[Dataset entries]

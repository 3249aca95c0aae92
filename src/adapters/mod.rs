//! Adapters - concrete implementations of ports (traits)

mod file_store;
mod memory_store;
mod simulated_tag;

pub use file_store::FileKeyStore;
pub use memory_store::MemoryKeyStore;
pub use simulated_tag::{SimulatedTag, TagCall, DEFAULT_KEY_LEN};
//! KeyStore trait - capability to persist role key material

use std::path::Path;

use crate::error::KeyStoreError;
use crate::model::{ManagerMaterial, OwnerRecord, ProducerMaterial};

/// Persistence of role key material
///
/// Paths are supplied by the caller and handed through unchanged; how
/// material is laid out underneath a path is up to the implementation.
/// Storing producer or manager material where some already exists fails
/// with `KeyStoreError::AlreadyExists` and leaves the old material intact.
pub trait KeyStore {
    /// Load producer material, `None` if nothing has been stored at `path`
    fn load_producer(&self, path: &Path) -> Result<Option<ProducerMaterial>, KeyStoreError>;

    fn store_producer(
        &mut self,
        path: &Path,
        material: &ProducerMaterial,
    ) -> Result<(), KeyStoreError>;

    /// Load manager material, `None` if nothing has been stored at `path`
    fn load_manager(&self, path: &Path) -> Result<Option<ManagerMaterial>, KeyStoreError>;

    fn store_manager(
        &mut self,
        path: &Path,
        material: &ManagerMaterial,
    ) -> Result<(), KeyStoreError>;

    /// Persist the manager-side record of an owned card to `key_file`
    fn store_owner_record(
        &mut self,
        key_file: &Path,
        record: &OwnerRecord,
    ) -> Result<(), KeyStoreError>;
}
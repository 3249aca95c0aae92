use std::fmt;

use thiserror::Error;

use crate::error::CryptoError;
use crate::logic::fill_random;

/// Human-readable card label written by the producer
#[derive(Debug, Clone, PartialEq, Eq)]
pub struct CardName(String);

impl CardName {
    pub const MAX_LENGTH: usize = 64;

    pub fn new(name: &str) -> Result<Self, CardNameError> {
        if name.is_empty() {
            return Err(CardNameError::Empty);
        }
        if name.len() > Self::MAX_LENGTH {
            return Err(CardNameError::TooLong { len: name.len() });
        }
        if name.chars().any(char::is_control) {
            return Err(CardNameError::ControlCharacter);
        }
        Ok(Self(name.to_string()))
    }

    pub fn as_str(&self) -> &str {
        &self.0
    }
}

impl TryFrom<&str> for CardName {
    type Error = CardNameError;

    fn try_from(name: &str) -> Result<Self, Self::Error> {
        Self::new(name)
    }
}

impl fmt::Display for CardName {
    fn fmt(&self, f: &mut fmt::Formatter<'_>) -> fmt::Result {
        f.write_str(&self.0)
    }
}

#[derive(Error, Debug, Clone, Copy, PartialEq, Eq)]
pub enum CardNameError {
    #[error("Card name must not be empty")]
    Empty,

    #[error("Card name is {len} bytes, at most {max} allowed", max = CardName::MAX_LENGTH)]
    TooLong { len: usize },

    #[error("Card name must not contain control characters")]
    ControlCharacter,
}

/// Unique identity of a card
///
/// Fresh ids are random UUIDs. Recreating a card may carry an existing id
/// over, so any printable ASCII string up to `MAX_LENGTH` bytes is accepted.
#[derive(Debug, Clone, PartialEq, Eq, Hash)]
pub struct CardId(String);

impl CardId {
    pub const MAX_LENGTH: usize = 64;

    pub fn new(id: &str) -> Result<Self, CardIdError> {
        if id.is_empty() {
            return Err(CardIdError::Empty);
        }
        if id.len() > Self::MAX_LENGTH {
            return Err(CardIdError::TooLong { len: id.len() });
        }
        if !id.bytes().all(|b| b.is_ascii_graphic()) {
            return Err(CardIdError::InvalidCharacter);
        }
        Ok(Self(id.to_string()))
    }

    /// Generate a random version 4 UUID id
    pub fn generate() -> Result<Self, CryptoError> {
        let mut bytes = [0u8; 16];
        fill_random(&mut bytes)?;
        let uuid = uuid::Builder::from_random_bytes(bytes).into_uuid();
        Ok(Self(uuid.hyphenated().to_string()))
    }

    /// Parse an id read back from card storage
    pub fn from_card_bytes(bytes: &[u8]) -> Result<Self, CardIdError> {
        let id = std::str::from_utf8(bytes).map_err(|_| CardIdError::InvalidCharacter)?;
        Self::new(id)
    }

    pub fn as_str(&self) -> &str {
        &self.0
    }
}

impl TryFrom<&str> for CardId {
    type Error = CardIdError;

    fn try_from(id: &str) -> Result<Self, Self::Error> {
        Self::new(id)
    }
}

impl fmt::Display for CardId {
    fn fmt(&self, f: &mut fmt::Formatter<'_>) -> fmt::Result {
        f.write_str(&self.0)
    }
}

#[derive(Error, Debug, Clone, Copy, PartialEq, Eq)]
pub enum CardIdError {
    #[error("Card id must not be empty")]
    Empty,

    #[error("Card id is {len} bytes, at most {max} allowed", max = CardId::MAX_LENGTH)]
    TooLong { len: usize },

    #[error("Card id must be printable ASCII")]
    InvalidCharacter,
}
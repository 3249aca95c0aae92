use crate::error::ConfigError;

/// Tunables shared by every lifecycle operation of a context
#[derive(Debug, Clone, Copy, PartialEq, Eq)]
pub struct ContextConfig {
    /// PBKDF2 iterations used when `own` installs a password-protected key
    pub password_iterations: u32,
    /// Length of every key written to a card
    pub key_len: usize,
}

impl ContextConfig {
    pub const DEFAULT_PASSWORD_ITERATIONS: u32 = 4096;

    /// Upper bound for iteration counts, both configured and read from cards
    pub const MAX_PASSWORD_ITERATIONS: u32 = 1_000_000;

    /// AES-128 card keys
    pub const DEFAULT_KEY_LEN: usize = 16;

    /// Reject values a card or a derivation cannot work with
    pub fn validate(&self) -> Result<(), ConfigError> {
        check_iterations(self.password_iterations)?;
        if self.key_len != Self::DEFAULT_KEY_LEN {
            return Err(ConfigError::UnsupportedKeyLength {
                len: self.key_len,
                expected: Self::DEFAULT_KEY_LEN,
            });
        }
        Ok(())
    }
}

impl Default for ContextConfig {
    fn default() -> Self {
        Self {
            password_iterations: Self::DEFAULT_PASSWORD_ITERATIONS,
            key_len: Self::DEFAULT_KEY_LEN,
        }
    }
}

/// Check a PBKDF2 iteration count against `1..=MAX_PASSWORD_ITERATIONS`
pub fn check_iterations(iterations: u32) -> Result<(), ConfigError> {
    if iterations == 0 || iterations > ContextConfig::MAX_PASSWORD_ITERATIONS {
        return Err(ConfigError::IterationsOutOfRange {
            iterations,
            max: ContextConfig::MAX_PASSWORD_ITERATIONS,
        });
    }
    Ok(())
}
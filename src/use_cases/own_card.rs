//! Own use case
//!
//! A manager claims one owner slot of a created card by replacing the
//! slot's transport key with a key derived from its own master secret.
//! The descriptor is written while the transport key still opens the slot,
//! so an Own interrupted at any step can be run again.

use std::path::Path;

use tracing::{debug, info};

use crate::error::{OpenkeyResult, ProtocolError};
use crate::model::{
    check_iterations, ApplicationId, CardId, KeySlot, ManagerMaterial, Operation, OwnerRecord,
    Password, StatusCode,
};
use crate::ports::{KeyStore, TagSession};

use super::channel::Channel;
use super::layout::{card_id_file, descriptor_file, owner_key, transport_key, SlotDescriptor};

/// Install the manager's key into `slot` of a created card
///
/// With a non-empty `password` the key is hardened with PBKDF2 using
/// `iterations`; the count is written to the slot descriptor so that
/// authenticators can replay it. An empty password selects keyless
/// ownership.
///
/// The resulting [`OwnerRecord`] is persisted to `key_file` through `store`
/// unless `key_file` is empty.
///
/// # Errors
///
/// Returns [`ProtocolError::InvalidSlot`] before any tag I/O if `slot` is the
/// application master slot, and `ConfigError::IterationsOutOfRange` if a
/// password comes with an unusable iteration count. A slot that is already
/// owned fails its transport key authentication.
#[allow(clippy::too_many_arguments)]
pub fn own_card<T: TagSession, S: KeyStore>(
    tag: &mut T,
    store: &mut S,
    manager: &ManagerMaterial,
    slot: KeySlot,
    key_file: &Path,
    password: &Password,
    iterations: u32,
    key_len: usize,
) -> OpenkeyResult<OwnerRecord> {
    if !slot.is_owner_slot() {
        return Err(ProtocolError::InvalidSlot { slot: slot.value() }.into());
    }
    if !password.is_empty() {
        check_iterations(iterations)?;
    }

    let mut channel = Channel::new(Operation::Own);

    let uid = channel.call(StatusCode::ReadUid, tag.uid())?;
    debug!(uid = %hex::encode(&uid), %slot, "Owning card");

    channel.call(
        StatusCode::ApplicationSelect,
        tag.select_application(ApplicationId::OPENKEY),
    )?;

    let parked = transport_key(slot, &uid, key_len)?;
    channel.call(
        StatusCode::SlotAuthenticate,
        tag.authenticate(slot.value(), &parked),
    )?;

    let id_bytes = channel.call(StatusCode::CardIdRead, tag.read_file(card_id_file(slot)))?;
    let card_id = CardId::from_card_bytes(&id_bytes)
        .map_err(|_| channel.fail(StatusCode::CardIdMalformed))?;

    let descriptor = SlotDescriptor::owned(password, iterations);
    channel.call(
        StatusCode::DescriptorWrite,
        tag.write_file(descriptor_file(slot), &descriptor.encode()),
    )?;

    let key = owner_key(&manager.master, slot, &uid, password, iterations, key_len)?;
    channel.call(
        StatusCode::SlotChangeKey,
        tag.change_key(slot.value(), &key),
    )?;
    channel.call(
        StatusCode::SlotAuthenticate,
        tag.authenticate(slot.value(), &key),
    )?;

    let record = OwnerRecord {
        card_id,
        slot,
        password_protected: descriptor.password_protected,
        iterations: descriptor.iterations,
    };
    if !key_file.as_os_str().is_empty() {
        store.store_owner_record(key_file, &record)?;
        debug!(path = %key_file.display(), "Owner record stored");
    }

    info!(card_id = %record.card_id, %slot, "Card owned");
    Ok(record)
}
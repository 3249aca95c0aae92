use openkey::adapters::{FileKeyStore, SimulatedTag};
use openkey::api::{Password, Role};
use openkey::error::{OpenkeyError, TransportError};
use openkey::Context;

const UID: &[u8] = &[0x04, 0x3A, 0x5C, 0x7E, 0x91, 0xB3, 0xD5];

#[test]
fn test_producer_manager_authenticator_scenario() {
    let p1 = tempfile::tempdir().unwrap();
    let p2 = tempfile::tempdir().unwrap();
    let key_file = p2.path().join("badge-42.card");
    let mut tag = SimulatedTag::blank(UID);

    // Producer at P1 creates the card
    let mut producer = Context::new().unwrap();
    producer.add_role(Role::Producer, p1.path()).unwrap();
    assert!(!producer.bootstrap_producer().unwrap());
    assert!(producer.is_producer_bootstrapped());
    let card_id = producer.create_card(&mut tag, "badge-42").unwrap();
    assert!(!card_id.as_str().is_empty());
    producer.close().unwrap();

    // Manager at P2 owns it in slot 1
    tag.reset_session();
    let mut manager = Context::new().unwrap();
    manager.add_role(Role::Manager, p2.path()).unwrap();
    assert!(!manager.bootstrap_manager(1).unwrap());
    assert!(manager.is_manager_bootstrapped());
    let record = manager
        .own_card(&mut tag, 1, &key_file, &Password::from("1234"))
        .unwrap();
    assert_eq!(record.card_id, card_id);
    assert!(key_file.exists());
    manager.close().unwrap();

    // Authenticator shares the manager material at P2
    let mut authenticator = Context::new().unwrap();
    authenticator.add_role(Role::Authenticator, p2.path()).unwrap();
    assert!(authenticator.prepare_authenticator());

    tag.reset_session();
    let read = authenticator
        .authenticate_card(&mut tag, &Password::from("1234"))
        .unwrap();
    assert_eq!(read, card_id);

    tag.reset_session();
    let err = authenticator
        .authenticate_card(&mut tag, &Password::from("0000"))
        .unwrap_err();
    assert!(matches!(
        err,
        OpenkeyError::Transport(TransportError::AuthenticationMismatch { .. })
    ));
}

#[test]
fn test_bootstrap_survives_restart() {
    let p1 = tempfile::tempdir().unwrap();

    let mut first = Context::new().unwrap();
    first.add_role(Role::Producer, p1.path()).unwrap();
    assert!(!first.bootstrap_producer().unwrap());
    let mut tag = SimulatedTag::blank(UID);
    let card_id = first.create_card(&mut tag, "badge-42").unwrap();
    first.close().unwrap();
    assert!(first.close().is_err());

    // A second process with the same path recreates the card it created
    let mut second = Context::new().unwrap();
    second.add_role(Role::Producer, p1.path()).unwrap();
    assert!(second.bootstrap_producer().unwrap());
    tag.reset_session();
    let recreated = second
        .recreate_card(&mut tag, "badge-42", card_id.as_str())
        .unwrap();
    assert_eq!(recreated, card_id);
}

#[test]
fn test_keyless_ownership_with_file_store() {
    let p1 = tempfile::tempdir().unwrap();
    let p2 = tempfile::tempdir().unwrap();
    let mut tag = SimulatedTag::blank(UID);

    let mut ctx = Context::new().unwrap();
    ctx.add_role(Role::Producer, p1.path()).unwrap();
    ctx.add_role(Role::Manager, p2.path()).unwrap();
    ctx.bootstrap_producer().unwrap();
    ctx.bootstrap_manager(5).unwrap();
    ctx.add_role(Role::Authenticator, p2.path()).unwrap();

    let card_id = ctx.create_card(&mut tag, "visitor").unwrap();
    tag.reset_session();
    ctx.own_card(&mut tag, 5, "", &Password::none()).unwrap();
    tag.reset_session();

    assert_eq!(
        ctx.authenticate_card(&mut tag, &Password::none()).unwrap(),
        card_id
    );

    let loaded = FileKeyStore::new()
        .load_owner_record(&p2.path().join("missing.card"))
        .unwrap();
    assert!(loaded.is_none());
}
//! Per-operation failure channel
//!
//! Every tag call of a lifecycle operation goes through a [`Channel`]. It
//! remembers the last transport fault seen during the operation, so a step
//! that later fails for a protocol reason is translated against whatever
//! the transport signalled before it.

use tracing::{debug, warn};

use crate::error::{OpenkeyError, OpenkeyResult};
use crate::logic::translate;
use crate::model::{Operation, StatusCode};
use crate::ports::{TagResult, TransportFault};

#[derive(Debug)]
pub(crate) struct Channel {
    operation: Operation,
    last_fault: Option<TransportFault>,
}

impl Channel {
    pub(crate) fn new(operation: Operation) -> Self {
        Self {
            operation,
            last_fault: None,
        }
    }

    /// Check the outcome of the tag call behind step `code`
    pub(crate) fn call<T>(&mut self, code: StatusCode, result: TagResult<T>) -> OpenkeyResult<T> {
        result.map_err(|fault| {
            warn!(operation = %self.operation, step = %code, %fault, "Tag call failed");
            let err = translate(self.operation, code, Some(&fault));
            self.last_fault = Some(fault);
            err
        })
    }

    /// Record a tag failure the operation can live with
    pub(crate) fn tolerate(&mut self, fault: TransportFault) {
        debug!(operation = %self.operation, %fault, "Tolerating tag failure");
        self.last_fault = Some(fault);
    }

    /// Fail step `code` for a reason found in the data, not in the call
    pub(crate) fn fail(&self, code: StatusCode) -> OpenkeyError {
        warn!(operation = %self.operation, step = %code, "Step failed");
        translate(self.operation, code, self.last_fault.as_ref())
    }
}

EXERCISE PROMPT
Report all lines of the data that include the word "been".

TASK ANSWER
    /// Load producer material, `None` if nothing has been stored at `path`
    /// Load manager material, `None` if nothing has been stored at `path`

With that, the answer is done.